I've implemented a moving average filter (in Verilog), based on an article I read which performs differently pre and post synthesis. The design implements $y[n]=y[n-1]+x[n]-x[N-1]$.
module ma_width #(parameter WIDTH =16)(
new_sample,
en,
sample_out,
clk,
reset_b
);
input [15:0] new_sample;
input en;
input clk;
input reset_b; //active low reset
output reg [15:0] sample_out;
// ex. adding 16 16-bit numbers requires 20bits...
(*keep="true"*) reg [15:0]sample_in_fifo[0:WIDTH-1];
// use generate to create fifo as a chain of sixteen 16-bit registers
genvar i;
generate
for (i = 0; i < WIDTH-1 ; i = i + 1) begin: gd
always @(posedge clk) begin
if(!reset_b)
begin
sample_in_fifo[i+1] <=4'h0000 ;
end
else if (en)
begin
sample_in_fifo[i+1] <= sample_in_fifo[i];
end
end
end
endgenerate
always @(posedge clk) begin
if(!reset_b)
begin
sample_in_fifo[0]<=4'h0000;
end
else if (en)
begin
sample_in_fifo[0] <= new_sample;
end
end
(*keep = "true"*)reg [19:0]prevout;
(*keep = "true"*)wire [19:0] currout;
assign currout = prevout + {4'b0000,new_sample} - {4'b0000,sample_in_fifo[WIDTH-1]};
always @(posedge clk) begin
if (!reset_b)
begin
sample_out <= 16'h0000;
prevout <= 20'h00000;
end
else if (en)
begin
sample_out <= currout[19:4]; //divide by 16
prevout[19:0] <= currout[19:0]; //but don't lose precision....
end
end
endmodule
I've run into two issues:
prevout
was being synthesized down from a [19:0] register to a [3:0] register -I got around this by using the "keep" synthesis directive --but I'm not sure why it was being synthesized "out" like that ---I'm sure that is a clue to the other anomaly I'm seeing.
In the simulation, I expect prevout
to latch the state of the currout
signal prior to the rising clock edge. However, for some reason, this is not the case until about 6 clock cycles, after which it then behaves as expected:
At this point I'm baffled w.r.t. to what synthesizer is doing. This works fine in the behavioral simulation, and I can't figure out what in the code (always blocks) may be ambiguously defining the registers or the logic to "confuse" or mislead the synthesizer. Any pointers on how to approach debugging this would help a lot.

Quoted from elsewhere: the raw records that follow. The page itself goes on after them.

//! Camera system for the editor viewport.
//!
//! Provides a yaw/pitch free-fly camera and the projection/uniform types
//! the renderer consumes.

/// Core camera struct and GPU uniform types.
pub mod core;
/// Yaw/pitch free-fly camera.
pub mod fly;

pub use self::core::{Camera, CameraUniform};
pub use fly::FlyCamera;
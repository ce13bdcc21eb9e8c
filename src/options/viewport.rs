use schemars::JsonSchema;
use serde::{Deserialize, Serialize};

#[derive(Debug, Clone, Serialize, Deserialize, PartialEq, JsonSchema)]
#[schemars(title = "Viewport", inline)]
#[serde(default)]
/// Scene window presentation parameters.
pub struct ViewportOptions {
    /// Window title. Display only; the egui id is always
    /// [`WINDOW_ID`](crate::panel::WINDOW_ID).
    #[schemars(skip)]
    pub title: String,
    /// Show editor overlays (ground grid) in the rendered scene.
    #[schemars(title = "Editor Overlays")]
    pub editor_mode: bool,
    /// Background color of the offscreen target (linear RGBA).
    #[schemars(skip)]
    pub clear_color: [f32; 4],
    /// Offset of the selection label from the image's top-left corner, in
    /// points.
    #[schemars(skip)]
    pub overlay_offset: [f32; 2],
    /// Panel size in pixels assumed before the first layout pass.
    #[schemars(skip)]
    pub initial_size: [u32; 2],
}

impl Default for ViewportOptions {
    fn default() -> Self {
        Self {
            title: "Scene".to_owned(),
            editor_mode: true,
            clear_color: [0.055, 0.063, 0.078, 1.0],
            overlay_offset: [16.0, 16.0],
            initial_size: [0, 0],
        }
    }
}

In effect, the moving average filter does do what it is supposed to, except at start up. And, since I don't understand what is happening at start up, it makes me not trust the design/synthesis/and perhaps the implementation fully.
per request in the comments, i'm including the 2 warnings (there were no errors) obtained from synthesis:
this is due to a parameter definintion, but it isn't used, so ignore. and
In short, these were benign warnings, as far as I can tell.
A possibility is that the entire part is held in reset by a hardware global reset built into the hardware/fabric for some number of clocks or some amount of time.
Try delaying the stimulus and user reset for 10 clocks to test this theory.
I have seen stuff like this where there are resets in hardware that are not well understood without some deep drilling.
Post-synthesis simulations execute the vendors simulation model (the users RTL that has been targeted to a vendor model by synthesis) rather than the users RTL.
It can behave in ways not known to the user.